It is possible to check the identification of the model by representing the expected (co-)variances as a system of equation in matrix algebra:
Ax=b
where x is the vector of parameters, b is the vector of observed statistics and A is the matrix containing the weights of elements in x.
In the univariate case (ACE model), x=(a^2,c^2,e^2).
I was reading the book by Neale and Maes (2004) and they have a nice part about how to check the identification of a univariate twin model using matrix algebra (p. 104).
It is possible to check the identification of the model by representing the expected (co-)variances as a system of equation in matrix algebra:
Ax=b
where x is the vector of parameters, b is the vector of observed statistics and A is the matrix containing the weights of elements in x.
In the univariate case (ACE model), x=(a^2,c^2,e^2).
My first question is: Is it possible to express x=(a,c,e) instead of x=(a^2,c^2,e^2)= How would Ax=b look like in this case?

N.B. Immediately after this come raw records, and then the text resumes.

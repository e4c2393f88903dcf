use crate::disposition::{Disposition, DispositionCode};
use chrono::NaiveDate;
use serde::{Deserialize, Serialize};
use std::collections::BTreeMap;

/// Last-known classification of one project, section or task
#[derive(Debug, Clone, Default, PartialEq, Eq, Serialize, Deserialize)]
pub struct ClassificationRecord {
    /// Disposition code computed in the previous cycle
    #[serde(default)]
    pub disposition: DispositionCode,
    /// Disposition inherited from the parent task (tasks only)
    #[serde(default, skip_serializing_if = "Option::is_none")]
    pub parent_type: Option<Disposition>,
    /// Due date seen in the previous cycle (recurring root tasks only)
    #[serde(default, skip_serializing_if = "Option::is_none")]
    pub due_date: Option<NaiveDate>,
}

/// Persisted change-detection state
///
/// Records are created lazily on first write and never deleted. A missing
/// record reads the same as a fresh one, so lookups never fail.
#[derive(Debug, Clone, PartialEq, Eq, Serialize, Deserialize)]
pub struct ClassificationStore {
    /// Format version for the TOML file (current: 1)
    #[serde(default = "current_format_version")]
    pub format_version: u32,

    // BTreeMap keeps the serialized file ordered, which keeps diffs stable
    #[serde(default)]
    projects: BTreeMap<String, ClassificationRecord>,
    #[serde(default)]
    sections: BTreeMap<String, ClassificationRecord>,
    #[serde(default)]
    tasks: BTreeMap<String, ClassificationRecord>,
}

fn current_format_version() -> u32 {
    1
}

impl Default for ClassificationStore {
    fn default() -> Self {
        Self {
            format_version: current_format_version(),
            projects: BTreeMap::new(),
            sections: BTreeMap::new(),
            tasks: BTreeMap::new(),
        }
    }
}

/// Which table a node's record lives in
#[derive(Debug, Clone, Copy, PartialEq, Eq)]
pub enum RecordKind {
    Project,
    Section,
    Task,
}

impl ClassificationStore {
    /// Create a new empty store
    pub fn new() -> Self {
        Self::default()
    }

    /// Total number of records across all tables
    pub fn len(&self) -> usize {
        self.projects.len() + self.sections.len() + self.tasks.len()
    }

    pub fn is_empty(&self) -> bool {
        self.len() == 0
    }

    fn table(&self, kind: RecordKind) -> &BTreeMap<String, ClassificationRecord> {
        match kind {
            RecordKind::Project => &self.projects,
            RecordKind::Section => &self.sections,
            RecordKind::Task => &self.tasks,
        }
    }

    fn table_mut(&mut self, kind: RecordKind) -> &mut BTreeMap<String, ClassificationRecord> {
        match kind {
            RecordKind::Project => &mut self.projects,
            RecordKind::Section => &mut self.sections,
            RecordKind::Task => &mut self.tasks,
        }
    }

    /// Get the stored record, if one was ever written
    pub fn record(&self, kind: RecordKind, id: &str) -> Option<&ClassificationRecord> {
        self.table(kind).get(id)
    }

    fn record_mut(&mut self, kind: RecordKind, id: &str) -> &mut ClassificationRecord {
        self.table_mut(kind).entry(id.to_string()).or_default()
    }

    /// Stored disposition; unset if there is no record
    pub fn disposition(&self, kind: RecordKind, id: &str) -> DispositionCode {
        self.record(kind, id)
            .map(|r| r.disposition)
            .unwrap_or_default()
    }

    /// Store a freshly computed disposition
    ///
    /// # Arguments
    /// * `kind` - Table to write to
    /// * `id` - Node identity
    /// * `code` - Disposition computed this cycle
    ///
    /// # Returns
    /// `true` if the code differs from the stored one (the node is dirty)
    pub fn update_disposition(&mut self, kind: RecordKind, id: &str, code: DispositionCode) -> bool {
        if self.disposition(kind, id) == code {
            // Do not create records for nodes that never declared anything
            return false;
        }
        self.record_mut(kind, id).disposition = code;
        true
    }

    /// Disposition a task inherited from its parent
    pub fn parent_type(&self, task_id: &str) -> Option<Disposition> {
        self.record(RecordKind::Task, task_id)
            .and_then(|r| r.parent_type)
    }

    pub fn set_parent_type(&mut self, task_id: &str, parent_type: Option<Disposition>) {
        if self.parent_type(task_id) == parent_type {
            return;
        }
        self.record_mut(RecordKind::Task, task_id).parent_type = parent_type;
    }

    /// Due date seen for a task in the previous cycle
    pub fn due_date(&self, task_id: &str) -> Option<NaiveDate> {
        self.record(RecordKind::Task, task_id)
            .and_then(|r| r.due_date)
    }

    pub fn set_due_date(&mut self, task_id: &str, date: NaiveDate) {
        self.record_mut(RecordKind::Task, task_id).due_date = Some(date);
    }
}
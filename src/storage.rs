use crate::classification::ClassificationStore;
use crate::error::StoreError;
use std::fs;
use std::path::{Path, PathBuf};

/// TOML file holding the classification store between cycles
pub struct Storage {
    file_path: PathBuf,
}

impl Storage {
    pub fn new(file_path: impl AsRef<Path>) -> Self {
        Self {
            file_path: file_path.as_ref().to_path_buf(),
        }
    }

    pub fn path(&self) -> &Path {
        &self.file_path
    }

    /// Load the store; a missing file yields an empty store
    pub fn load(&self) -> Result<ClassificationStore, StoreError> {
        if !self.file_path.exists() {
            tracing::debug!("No state file at {}, starting fresh", self.file_path.display());
            return Ok(ClassificationStore::new());
        }

        let content = fs::read_to_string(&self.file_path).map_err(|source| StoreError::Io {
            path: self.file_path.clone(),
            source,
        })?;
        let store: ClassificationStore =
            toml::from_str(&content).map_err(|source| StoreError::Parse {
                path: self.file_path.clone(),
                source,
            })?;
        Ok(store)
    }

    pub fn save(&self, store: &ClassificationStore) -> Result<(), StoreError> {
        let content = toml::to_string_pretty(store)?;
        fs::write(&self.file_path, content).map_err(|source| StoreError::Io {
            path: self.file_path.clone(),
            source,
        })?;
        Ok(())
    }
}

My second question is: How would like the Ax=b system of equation for a bivariate Cholesky model? Here my parameters would be x=(a11,a21,a22,c11,c21,c22,e11,e21,e22). However, as some of the covariances are a function of the squared parameters, I don't know how to construct A in this case.
I hope you understand the point of my questions.
Thank you,
Benny
A paper and a function
Hunter, M.D., Garrison, S.M., Burt, S.A. et al. The Analytic Identification of Variance Component Models Common to Behavior Genetics. Behav Genet 51, 425–437 (2021). https://doi.org/10.1007/s10519-021-10055-x
Also, the `mxCheckIdentification()` function takes a more general approach by checking the dimension (i.e., rank) of the mapping from the free parameters to the summary statistics. See its help page for more details.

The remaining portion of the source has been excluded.